There can be no doubt that the testator intended to make a bequest to benefit an organization involved in cancer research. The parties stipulated, however, that no organization named "Cancer Research Fund" ever existed. This does not mean that the gift must fail.

It is generally held that if a bequest to a particular charitable entity cannot be carried out and does not manifest a general charitable intent, the doctrine of cy pres is not applied. (Bogert, Trusts and Trustees sec. 436 (2d ed. 1964).) In our case, however, although the bequest to the Cancer Research Fund cannot be carried out, we find in the will evidence that the testator did not intend that the bequest should completely fail under such circumstances. The will contains no provision for the disposition of the remainder of the estate in the event of the failure of the charitable bequest. If the bequest should fail, the property would pass to the heirs as intestate property. Such a disposition would be contrary to the clearly expressed intent of the testator to disinherit her heirs at law. The absence of a gift over or a reversion in case of the failure of a charitable purpose constitutes evidence of a general charitable intent. See Fisch, The Cy Pres Doctrine in the United States 152 (1950); Bogert, Trusts and Trustees sec. 437 (2d ed. 1964); Comment, A Revaluation of Cy Pres, 49 Yale L.J. 303 (1939).

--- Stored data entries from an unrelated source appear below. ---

use std::fmt;

use serde::{Deserialize, Serialize};

use crate::board::fen::{FenDecoder, BOARD_TENSOR_LEN};
use crate::network::spec::NetworkSpec;
use crate::task::correctness::{Correctness, DecodedMatch, MarginMatch};

/// The two supervised problems the engine trains.
///
/// A task only contributes a correctness predicate, an output shape and a
/// default architecture; the training loop itself is shared.
#[derive(Debug, Clone, Copy, PartialEq, Eq, Serialize, Deserialize)]
#[serde(rename_all = "snake_case")]
pub enum TaskKind {
    /// Predicts whether a board image is drawn from white's (0) or black's (1) side.
    Orientation,
    /// Predicts the occupant of all 64 squares.
    Board,
}

impl TaskKind {
    /// Stem used in checkpoint file names.
    pub fn artifact_name(self) -> &'static str {
        match self {
            TaskKind::Orientation => "orientation",
            TaskKind::Board => "fen",
        }
    }

    pub fn output_size(self) -> usize {
        match self {
            TaskKind::Orientation => 1,
            TaskKind::Board => BOARD_TENSOR_LEN,
        }
    }

    pub fn correctness(self) -> Box<dyn Correctness> {
        match self {
            TaskKind::Orientation => Box::new(MarginMatch::default()),
            TaskKind::Board => Box::new(DecodedMatch { decoder: FenDecoder }),
        }
    }

    /// Architecture used when no spec file is configured.
    pub fn default_spec(self, input_size: usize) -> NetworkSpec {
        match self {
            TaskKind::Orientation => {
                NetworkSpec::mlp("orientation-mlp", input_size, &[(128, 0.1), (32, 0.0)], self.output_size())
            }
            TaskKind::Board => {
                NetworkSpec::mlp("board-mlp", input_size, &[(512, 0.1)], self.output_size())
            }
        }
    }
}

impl fmt::Display for TaskKind {
    fn fmt(&self, f: &mut fmt::Formatter<'_>) -> fmt::Result {
        match self {
            TaskKind::Orientation => f.write_str("orientation"),
            TaskKind::Board => f.write_str("board"),
        }
    }
}

#[cfg(test)]
mod tests {
    use super::*;

    #[test]
    fn default_specs_fit_task_outputs() {
        for task in [TaskKind::Orientation, TaskKind::Board] {
            let spec = task.default_spec(64);
            assert!(spec.validate().is_ok());
            assert_eq!(spec.output_size(), Some(task.output_size()));
        }
    }

    #[test]
    fn artifact_names_follow_task() {
        assert_eq!(TaskKind::Orientation.artifact_name(), "orientation");
        assert_eq!(TaskKind::Board.artifact_name(), "fen");
    }
}
use serde::{Deserialize, Serialize};

use crate::eval::evaluator::Evaluation;

/// Test loss and accuracy, one entry per evaluation, in order.
#[derive(Debug, Clone, Default, PartialEq, Serialize, Deserialize)]
pub struct CurveHistory {
    pub losses: Vec<f64>,
    pub accuracies: Vec<f64>,
}

impl CurveHistory {
    pub fn record(&mut self, evaluation: &Evaluation) {
        self.losses.push(evaluation.mean_loss);
        self.accuracies.push(evaluation.accuracy);
    }

    pub fn len(&self) -> usize {
        self.losses.len()
    }

    pub fn is_empty(&self) -> bool {
        self.losses.is_empty()
    }
}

Under the circumstances of this case it is appropriate to apply the cy pres doctrine to carry out the charitable purpose expressed in the will. Bogert in his treatise states that by the application of cy pres "[i]f the failed gift was to or for a charitable institution which never existed, or has ceased to exist, or is too vaguely described to be identified, * * * the court will usually either deliver the corpus to another like institution in the same region, to hold outright or in trust, whether a successor, affiliate, parent, or unrelated institution." Bogert, Trusts and Trustees sec. 442 (2d ed. 1964).

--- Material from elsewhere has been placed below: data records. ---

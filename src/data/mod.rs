pub mod dataset;
pub mod fen_images;
pub mod image;
pub mod loader;
pub mod orientation;
pub mod partition;

pub use dataset::{Dataset, Sample, SharedDataset, Subset, VecDataset};
pub use fen_images::FenImageDataset;
pub use loader::{Batch, Batches, DataLoader};
pub use orientation::OrientationDataset;
pub use partition::{random_split, test_size, PartitionStrategy};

It is not necessary that we remand this case to the circuit court of Peoria County for the purpose of ascertaining the manner in which the cy pres doctrine should be applied. The record before this court contains sufficient facts for such a determination to be made here.

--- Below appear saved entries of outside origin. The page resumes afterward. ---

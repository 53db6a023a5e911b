use rand::{rngs::StdRng, SeedableRng};

use crate::error::{Result, TrainError};
use crate::layers::dense::Layer;
use crate::network::model::{Model, Param};
use crate::network::spec::NetworkSpec;
use crate::network::state::{LayerState, NetworkState};

/// Sequential stack of dense layers.
pub struct Network {
    pub layers: Vec<Layer>,
    training: bool,
    dropout_rng: StdRng,
}

impl Network {
    /// Builds a network from a validated spec. `seed` drives both weight
    /// initialization and the dropout masks.
    pub fn from_spec(spec: &NetworkSpec, seed: u64) -> Result<Network> {
        spec.validate()?;
        let mut rng = StdRng::seed_from_u64(seed);
        let layers = spec.layers.iter()
            .map(|l| Layer::new(l.size, l.input_size, l.activation, l.dropout, &mut rng))
            .collect();
        Ok(Network {
            layers,
            training: true,
            dropout_rng: StdRng::seed_from_u64(seed.wrapping_add(1)),
        })
    }

    pub fn input_size(&self) -> usize {
        self.layers.first().map_or(0, |l| l.input_size)
    }

    pub fn output_size(&self) -> usize {
        self.layers.last().map_or(0, |l| l.size)
    }

    pub fn num_parameters(&self) -> usize {
        self.layers.iter()
            .map(|l| l.weights.data.len() + l.biases.data.len())
            .sum()
    }

    /// Loads parameters from a checkpoint written by a previous run.
    pub fn load_checkpoint(&mut self, path: &std::path::Path) -> Result<()> {
        let state = NetworkState::load_json(path)?;
        self.restore(&state)
    }
}

impl Model for Network {
    type State = NetworkState;

    fn forward(&mut self, input: &[f64]) -> Vec<f64> {
        let rng = &mut self.dropout_rng;
        let training = self.training;
        let mut current = input.to_vec();
        for layer in self.layers.iter_mut() {
            let layer_rng = if training { Some(&mut *rng) } else { None };
            current = layer.forward(&current, layer_rng);
        }
        current
    }

    fn infer(&self, input: &[f64]) -> Vec<f64> {
        self.layers.iter().fold(input.to_vec(), |current, layer| layer.infer(&current))
    }

    fn backward(&mut self, grad_output: &[f64]) {
        let mut grad = grad_output.to_vec();
        for layer in self.layers.iter_mut().rev() {
            grad = layer.backward(&grad);
        }
    }

    fn zero_grad(&mut self) {
        self.layers.iter_mut().for_each(Layer::zero_grad);
    }

    fn parameters(&mut self) -> Vec<Param<'_>> {
        let mut params = Vec::with_capacity(self.layers.len() * 2);
        for layer in self.layers.iter_mut() {
            params.push(Param { value: &mut layer.weights, grad: &layer.weights_grad });
            params.push(Param { value: &mut layer.biases, grad: &layer.biases_grad });
        }
        params
    }

    fn is_training(&self) -> bool {
        self.training
    }

    fn set_training(&mut self, training: bool) {
        self.training = training;
    }

    fn snapshot(&self) -> NetworkState {
        NetworkState {
            layers: self.layers.iter()
                .map(|l| LayerState { weights: l.weights.clone(), biases: l.biases.clone() })
                .collect(),
        }
    }

    fn restore(&mut self, state: &NetworkState) -> Result<()> {
        if state.layers.len() != self.layers.len() {
            return Err(TrainError::model(format!(
                "checkpoint has {} layers, network has {}",
                state.layers.len(),
                self.layers.len()
            )));
        }
        for (i, (layer, saved)) in self.layers.iter().zip(&state.layers).enumerate() {
            if !layer.weights.same_shape(&saved.weights) || !layer.biases.same_shape(&saved.biases) {
                return Err(TrainError::model(format!(
                    "checkpoint layer {} is {}x{}, network layer is {}x{}",
                    i, saved.weights.rows, saved.weights.cols, layer.weights.rows, layer.weights.cols
                )));
            }
        }
        for (layer, saved) in self.layers.iter_mut().zip(&state.layers) {
            layer.weights = saved.weights.clone();
            layer.biases = saved.biases.clone();
        }
        Ok(())
    }
}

As indicated above there can be no doubt that the testator intended to make a bequest to benefit an organization engaged in cancer research. The affidavit filed on behalf of the American Cancer Society's claim to the bequest states that the American Cancer Society, which maintains an office in Peoria, Illinois, is a widely known national organization engaged in raising and distributing funds for cancer research programs. The general charitable purpose expressed in the will of benefiting cancer research will properly be carried out by directing, as the trial court did, that the bequest be given to the American Cancer Society, Inc.

For these reasons the judgment of the appellate court is reversed and the judgment of the circuit court of Peoria County is affirmed.

Appellate court reversed; circuit court affirmed.